**THE TASK**
The lines to return are the one containing "for &(kx, ky)" and all that follow it in the entries below, duplicated exactly and nothing else.

==== PROVIDED ENTRIES ====

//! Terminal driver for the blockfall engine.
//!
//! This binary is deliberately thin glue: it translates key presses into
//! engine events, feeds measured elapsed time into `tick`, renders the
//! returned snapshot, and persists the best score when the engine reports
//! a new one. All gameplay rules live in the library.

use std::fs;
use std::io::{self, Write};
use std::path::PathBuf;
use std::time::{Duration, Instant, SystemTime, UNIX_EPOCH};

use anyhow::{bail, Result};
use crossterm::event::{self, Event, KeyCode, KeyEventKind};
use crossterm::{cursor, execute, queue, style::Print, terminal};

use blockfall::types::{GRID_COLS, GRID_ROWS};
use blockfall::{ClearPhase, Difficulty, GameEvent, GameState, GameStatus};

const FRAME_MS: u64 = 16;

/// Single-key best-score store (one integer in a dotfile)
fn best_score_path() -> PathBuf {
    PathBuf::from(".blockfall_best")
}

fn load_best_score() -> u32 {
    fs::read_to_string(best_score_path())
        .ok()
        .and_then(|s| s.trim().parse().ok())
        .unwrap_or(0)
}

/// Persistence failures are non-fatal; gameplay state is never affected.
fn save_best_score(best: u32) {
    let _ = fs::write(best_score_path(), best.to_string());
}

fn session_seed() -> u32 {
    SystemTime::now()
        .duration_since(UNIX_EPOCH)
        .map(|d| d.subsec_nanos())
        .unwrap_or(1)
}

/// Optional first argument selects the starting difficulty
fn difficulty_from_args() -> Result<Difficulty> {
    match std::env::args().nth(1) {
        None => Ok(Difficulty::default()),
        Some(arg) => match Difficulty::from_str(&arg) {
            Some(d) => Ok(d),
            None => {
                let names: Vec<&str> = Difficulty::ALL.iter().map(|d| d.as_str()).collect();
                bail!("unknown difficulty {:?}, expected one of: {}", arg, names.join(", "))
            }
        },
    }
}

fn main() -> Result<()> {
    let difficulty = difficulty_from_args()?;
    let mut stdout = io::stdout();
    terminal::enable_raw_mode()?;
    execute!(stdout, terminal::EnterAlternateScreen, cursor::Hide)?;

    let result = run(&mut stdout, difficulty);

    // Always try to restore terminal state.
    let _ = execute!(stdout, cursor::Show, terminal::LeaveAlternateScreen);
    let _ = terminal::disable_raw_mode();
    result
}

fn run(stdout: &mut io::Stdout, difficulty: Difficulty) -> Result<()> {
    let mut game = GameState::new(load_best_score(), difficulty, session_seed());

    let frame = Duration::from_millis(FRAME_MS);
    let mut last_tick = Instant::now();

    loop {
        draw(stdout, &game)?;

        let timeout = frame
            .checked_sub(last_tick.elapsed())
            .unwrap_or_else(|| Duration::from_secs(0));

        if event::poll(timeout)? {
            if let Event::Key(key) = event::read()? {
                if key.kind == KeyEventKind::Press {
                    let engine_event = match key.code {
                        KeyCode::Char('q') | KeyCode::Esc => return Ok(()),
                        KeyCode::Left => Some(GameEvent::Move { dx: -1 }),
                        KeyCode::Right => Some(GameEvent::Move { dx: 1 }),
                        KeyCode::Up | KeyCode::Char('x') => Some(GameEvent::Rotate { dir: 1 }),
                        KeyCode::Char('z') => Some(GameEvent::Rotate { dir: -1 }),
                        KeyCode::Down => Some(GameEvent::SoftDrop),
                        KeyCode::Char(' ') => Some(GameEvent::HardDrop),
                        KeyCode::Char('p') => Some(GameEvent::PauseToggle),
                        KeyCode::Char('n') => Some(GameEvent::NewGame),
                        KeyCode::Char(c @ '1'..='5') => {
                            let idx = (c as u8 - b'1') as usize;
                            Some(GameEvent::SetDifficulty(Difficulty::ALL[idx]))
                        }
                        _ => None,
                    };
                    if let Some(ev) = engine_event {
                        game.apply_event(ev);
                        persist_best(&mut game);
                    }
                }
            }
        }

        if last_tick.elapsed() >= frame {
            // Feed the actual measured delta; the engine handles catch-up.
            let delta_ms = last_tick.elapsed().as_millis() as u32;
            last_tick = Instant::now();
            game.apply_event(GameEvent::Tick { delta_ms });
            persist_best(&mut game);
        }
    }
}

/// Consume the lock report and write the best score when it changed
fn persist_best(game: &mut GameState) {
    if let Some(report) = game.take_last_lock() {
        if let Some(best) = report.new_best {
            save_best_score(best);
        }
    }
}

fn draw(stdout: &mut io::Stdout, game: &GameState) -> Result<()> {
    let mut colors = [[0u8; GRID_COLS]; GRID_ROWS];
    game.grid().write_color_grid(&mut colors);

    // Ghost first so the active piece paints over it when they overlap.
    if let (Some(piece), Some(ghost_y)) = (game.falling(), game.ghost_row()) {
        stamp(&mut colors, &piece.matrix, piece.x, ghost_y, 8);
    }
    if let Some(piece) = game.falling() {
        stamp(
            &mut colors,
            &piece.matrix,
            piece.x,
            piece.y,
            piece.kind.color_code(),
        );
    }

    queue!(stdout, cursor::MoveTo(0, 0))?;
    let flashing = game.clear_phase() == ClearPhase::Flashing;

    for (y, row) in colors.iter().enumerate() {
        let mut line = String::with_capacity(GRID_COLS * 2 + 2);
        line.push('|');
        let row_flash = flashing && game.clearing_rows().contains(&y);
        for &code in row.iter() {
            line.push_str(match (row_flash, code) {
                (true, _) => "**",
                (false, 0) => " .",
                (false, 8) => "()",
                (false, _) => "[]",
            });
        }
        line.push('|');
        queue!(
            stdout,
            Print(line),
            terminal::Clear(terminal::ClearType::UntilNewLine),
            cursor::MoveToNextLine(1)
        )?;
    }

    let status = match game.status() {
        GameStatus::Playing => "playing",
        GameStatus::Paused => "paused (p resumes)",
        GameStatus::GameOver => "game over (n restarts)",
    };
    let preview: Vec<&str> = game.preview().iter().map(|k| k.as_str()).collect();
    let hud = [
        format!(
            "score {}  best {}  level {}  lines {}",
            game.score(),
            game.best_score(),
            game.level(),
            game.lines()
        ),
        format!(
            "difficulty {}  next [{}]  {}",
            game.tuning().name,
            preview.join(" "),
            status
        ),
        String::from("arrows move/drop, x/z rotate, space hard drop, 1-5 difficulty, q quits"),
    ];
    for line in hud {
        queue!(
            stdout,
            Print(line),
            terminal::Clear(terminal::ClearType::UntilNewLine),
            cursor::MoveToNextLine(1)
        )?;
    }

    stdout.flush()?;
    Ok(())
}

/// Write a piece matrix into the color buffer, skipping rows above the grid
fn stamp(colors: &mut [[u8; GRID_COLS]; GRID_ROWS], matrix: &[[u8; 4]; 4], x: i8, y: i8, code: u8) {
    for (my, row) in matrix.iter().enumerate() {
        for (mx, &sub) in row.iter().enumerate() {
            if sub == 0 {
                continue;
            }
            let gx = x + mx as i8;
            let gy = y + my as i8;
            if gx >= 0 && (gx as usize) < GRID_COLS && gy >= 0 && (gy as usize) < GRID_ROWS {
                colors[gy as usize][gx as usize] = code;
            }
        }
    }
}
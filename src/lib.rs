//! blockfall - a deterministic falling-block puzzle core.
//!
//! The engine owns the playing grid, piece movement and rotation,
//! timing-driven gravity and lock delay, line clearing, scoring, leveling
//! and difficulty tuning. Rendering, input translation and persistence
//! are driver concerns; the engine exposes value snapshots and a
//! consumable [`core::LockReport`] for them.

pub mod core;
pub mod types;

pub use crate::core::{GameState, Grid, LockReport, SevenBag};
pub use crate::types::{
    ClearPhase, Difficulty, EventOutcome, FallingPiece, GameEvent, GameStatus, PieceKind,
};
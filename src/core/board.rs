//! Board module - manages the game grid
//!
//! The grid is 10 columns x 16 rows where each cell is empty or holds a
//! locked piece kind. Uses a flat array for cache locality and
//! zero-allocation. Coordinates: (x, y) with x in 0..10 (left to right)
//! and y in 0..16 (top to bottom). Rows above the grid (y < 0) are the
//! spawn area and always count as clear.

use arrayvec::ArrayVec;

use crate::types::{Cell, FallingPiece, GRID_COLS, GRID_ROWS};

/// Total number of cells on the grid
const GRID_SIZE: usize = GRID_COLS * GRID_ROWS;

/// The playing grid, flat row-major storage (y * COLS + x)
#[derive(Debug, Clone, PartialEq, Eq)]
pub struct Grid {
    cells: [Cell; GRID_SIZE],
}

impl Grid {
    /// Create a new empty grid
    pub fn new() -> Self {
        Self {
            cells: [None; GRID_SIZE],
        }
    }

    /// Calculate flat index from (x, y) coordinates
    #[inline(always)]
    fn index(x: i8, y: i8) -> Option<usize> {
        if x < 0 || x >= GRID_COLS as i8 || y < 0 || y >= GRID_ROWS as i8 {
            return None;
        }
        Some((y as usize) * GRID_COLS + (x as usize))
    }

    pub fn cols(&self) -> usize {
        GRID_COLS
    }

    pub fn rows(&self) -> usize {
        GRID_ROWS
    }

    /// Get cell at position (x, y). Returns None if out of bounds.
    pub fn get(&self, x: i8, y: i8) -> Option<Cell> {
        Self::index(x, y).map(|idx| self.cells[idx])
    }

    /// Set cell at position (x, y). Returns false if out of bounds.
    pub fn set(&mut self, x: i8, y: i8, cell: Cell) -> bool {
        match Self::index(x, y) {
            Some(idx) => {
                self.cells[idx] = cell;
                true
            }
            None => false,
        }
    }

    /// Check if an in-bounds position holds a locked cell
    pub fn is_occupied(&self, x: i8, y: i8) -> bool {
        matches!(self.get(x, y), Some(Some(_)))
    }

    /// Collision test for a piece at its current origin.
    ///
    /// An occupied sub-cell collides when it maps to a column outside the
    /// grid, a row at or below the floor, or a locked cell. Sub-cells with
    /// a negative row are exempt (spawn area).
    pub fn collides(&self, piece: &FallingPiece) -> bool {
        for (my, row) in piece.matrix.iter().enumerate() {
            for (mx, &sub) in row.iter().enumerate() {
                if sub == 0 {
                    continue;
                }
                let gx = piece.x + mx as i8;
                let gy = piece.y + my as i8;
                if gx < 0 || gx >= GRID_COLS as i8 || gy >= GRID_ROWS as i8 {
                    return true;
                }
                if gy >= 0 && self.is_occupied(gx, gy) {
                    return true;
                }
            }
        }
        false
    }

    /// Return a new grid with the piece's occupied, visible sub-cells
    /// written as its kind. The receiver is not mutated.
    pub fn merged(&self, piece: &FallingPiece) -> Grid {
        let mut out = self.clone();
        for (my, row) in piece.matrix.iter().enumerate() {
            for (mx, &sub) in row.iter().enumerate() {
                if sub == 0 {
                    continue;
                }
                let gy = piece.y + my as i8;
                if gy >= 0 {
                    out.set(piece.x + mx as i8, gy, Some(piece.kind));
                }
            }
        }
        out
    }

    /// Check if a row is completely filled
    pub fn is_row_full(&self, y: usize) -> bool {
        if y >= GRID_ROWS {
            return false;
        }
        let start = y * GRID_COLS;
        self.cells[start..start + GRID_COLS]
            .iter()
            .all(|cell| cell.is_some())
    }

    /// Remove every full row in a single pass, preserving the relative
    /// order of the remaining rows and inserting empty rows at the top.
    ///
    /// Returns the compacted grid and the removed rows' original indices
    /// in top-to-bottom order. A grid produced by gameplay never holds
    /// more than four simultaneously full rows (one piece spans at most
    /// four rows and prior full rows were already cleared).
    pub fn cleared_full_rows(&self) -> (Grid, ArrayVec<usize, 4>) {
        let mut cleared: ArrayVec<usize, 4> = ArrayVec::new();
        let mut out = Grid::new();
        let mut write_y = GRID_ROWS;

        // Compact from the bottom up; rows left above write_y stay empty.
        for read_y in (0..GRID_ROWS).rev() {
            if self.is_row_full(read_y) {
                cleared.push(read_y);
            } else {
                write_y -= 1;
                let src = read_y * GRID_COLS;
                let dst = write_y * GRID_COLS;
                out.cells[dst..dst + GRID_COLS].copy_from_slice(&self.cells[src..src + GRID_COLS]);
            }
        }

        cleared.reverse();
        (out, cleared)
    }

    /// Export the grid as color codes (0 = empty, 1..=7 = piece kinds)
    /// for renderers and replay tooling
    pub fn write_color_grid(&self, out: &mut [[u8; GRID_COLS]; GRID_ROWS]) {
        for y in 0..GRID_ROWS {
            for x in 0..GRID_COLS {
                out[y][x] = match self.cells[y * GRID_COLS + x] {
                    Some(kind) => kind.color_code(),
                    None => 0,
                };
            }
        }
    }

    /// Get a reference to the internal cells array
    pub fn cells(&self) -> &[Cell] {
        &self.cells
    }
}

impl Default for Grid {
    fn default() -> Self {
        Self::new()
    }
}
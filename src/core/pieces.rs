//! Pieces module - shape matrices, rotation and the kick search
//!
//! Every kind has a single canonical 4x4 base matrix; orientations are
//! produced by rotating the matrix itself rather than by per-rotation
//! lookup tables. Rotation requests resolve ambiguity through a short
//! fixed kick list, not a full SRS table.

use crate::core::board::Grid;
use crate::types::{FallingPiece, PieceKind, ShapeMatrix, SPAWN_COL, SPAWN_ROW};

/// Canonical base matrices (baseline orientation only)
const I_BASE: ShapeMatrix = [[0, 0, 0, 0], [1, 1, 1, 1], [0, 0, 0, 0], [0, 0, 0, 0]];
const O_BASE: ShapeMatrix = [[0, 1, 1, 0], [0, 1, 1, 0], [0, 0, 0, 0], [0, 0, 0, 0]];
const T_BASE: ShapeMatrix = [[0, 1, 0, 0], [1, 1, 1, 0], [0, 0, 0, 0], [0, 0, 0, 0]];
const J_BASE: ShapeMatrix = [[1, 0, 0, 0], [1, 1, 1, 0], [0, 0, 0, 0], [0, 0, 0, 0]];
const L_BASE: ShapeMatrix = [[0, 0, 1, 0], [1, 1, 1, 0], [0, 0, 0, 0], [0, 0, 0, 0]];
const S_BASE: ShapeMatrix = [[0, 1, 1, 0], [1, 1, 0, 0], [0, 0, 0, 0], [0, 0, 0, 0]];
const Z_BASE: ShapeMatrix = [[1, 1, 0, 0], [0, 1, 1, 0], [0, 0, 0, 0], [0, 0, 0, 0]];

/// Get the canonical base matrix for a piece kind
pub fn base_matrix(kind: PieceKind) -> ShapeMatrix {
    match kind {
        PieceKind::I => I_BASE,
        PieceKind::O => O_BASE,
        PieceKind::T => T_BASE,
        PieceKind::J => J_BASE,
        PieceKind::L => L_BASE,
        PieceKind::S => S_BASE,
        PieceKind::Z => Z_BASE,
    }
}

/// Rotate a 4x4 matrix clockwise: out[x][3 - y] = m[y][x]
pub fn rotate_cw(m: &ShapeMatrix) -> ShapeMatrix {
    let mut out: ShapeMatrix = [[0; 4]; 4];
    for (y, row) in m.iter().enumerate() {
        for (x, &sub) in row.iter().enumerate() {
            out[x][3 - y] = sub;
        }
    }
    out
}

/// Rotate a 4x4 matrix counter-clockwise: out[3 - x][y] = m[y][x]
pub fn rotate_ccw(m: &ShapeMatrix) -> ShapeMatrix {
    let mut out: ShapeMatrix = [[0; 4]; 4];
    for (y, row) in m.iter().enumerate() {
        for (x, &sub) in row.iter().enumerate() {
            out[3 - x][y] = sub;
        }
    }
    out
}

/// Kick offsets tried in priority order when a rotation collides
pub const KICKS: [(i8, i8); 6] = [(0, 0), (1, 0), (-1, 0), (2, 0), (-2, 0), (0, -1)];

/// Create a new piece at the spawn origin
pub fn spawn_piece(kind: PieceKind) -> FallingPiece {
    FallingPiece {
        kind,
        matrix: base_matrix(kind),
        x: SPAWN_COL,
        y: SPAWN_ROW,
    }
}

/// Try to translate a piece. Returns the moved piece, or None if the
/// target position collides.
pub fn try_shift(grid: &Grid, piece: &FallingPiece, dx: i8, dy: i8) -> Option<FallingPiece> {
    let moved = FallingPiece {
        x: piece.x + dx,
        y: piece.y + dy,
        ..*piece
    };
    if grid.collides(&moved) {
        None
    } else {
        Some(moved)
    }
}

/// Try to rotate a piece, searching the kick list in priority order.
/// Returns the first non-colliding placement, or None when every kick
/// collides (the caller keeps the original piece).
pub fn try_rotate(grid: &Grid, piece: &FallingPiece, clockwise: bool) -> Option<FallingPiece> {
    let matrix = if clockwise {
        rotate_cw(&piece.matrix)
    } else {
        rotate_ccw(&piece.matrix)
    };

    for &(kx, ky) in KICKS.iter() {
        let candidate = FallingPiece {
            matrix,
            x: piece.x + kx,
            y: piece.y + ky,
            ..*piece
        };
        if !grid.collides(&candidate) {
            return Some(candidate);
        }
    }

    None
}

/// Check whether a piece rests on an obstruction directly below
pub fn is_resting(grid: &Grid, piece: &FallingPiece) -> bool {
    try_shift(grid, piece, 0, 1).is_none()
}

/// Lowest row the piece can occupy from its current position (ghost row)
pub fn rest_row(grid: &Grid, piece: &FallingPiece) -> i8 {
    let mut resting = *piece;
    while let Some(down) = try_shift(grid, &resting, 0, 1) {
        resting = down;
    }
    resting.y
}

====

**SOLUTION TO THIS EXERCISE**
    for &(kx, ky) in KICKS.iter() {
        let candidate = FallingPiece {
            matrix,
            x: piece.x + kx,
            y: piece.y + ky,
            ..*piece
        };
        if !grid.collides(&candidate) {
            return Some(candidate);
        }
    }

    None
}

/// Check whether a piece rests on an obstruction directly below
pub fn is_resting(grid: &Grid, piece: &FallingPiece) -> bool {
    try_shift(grid, piece, 0, 1).is_none()
}

/// Lowest row the piece can occupy from its current position (ghost row)
pub fn rest_row(grid: &Grid, piece: &FallingPiece) -> i8 {
    let mut resting = *piece;
    while let Some(down) = try_shift(grid, &resting, 0, 1) {
        resting = down;
    }
    resting.y
}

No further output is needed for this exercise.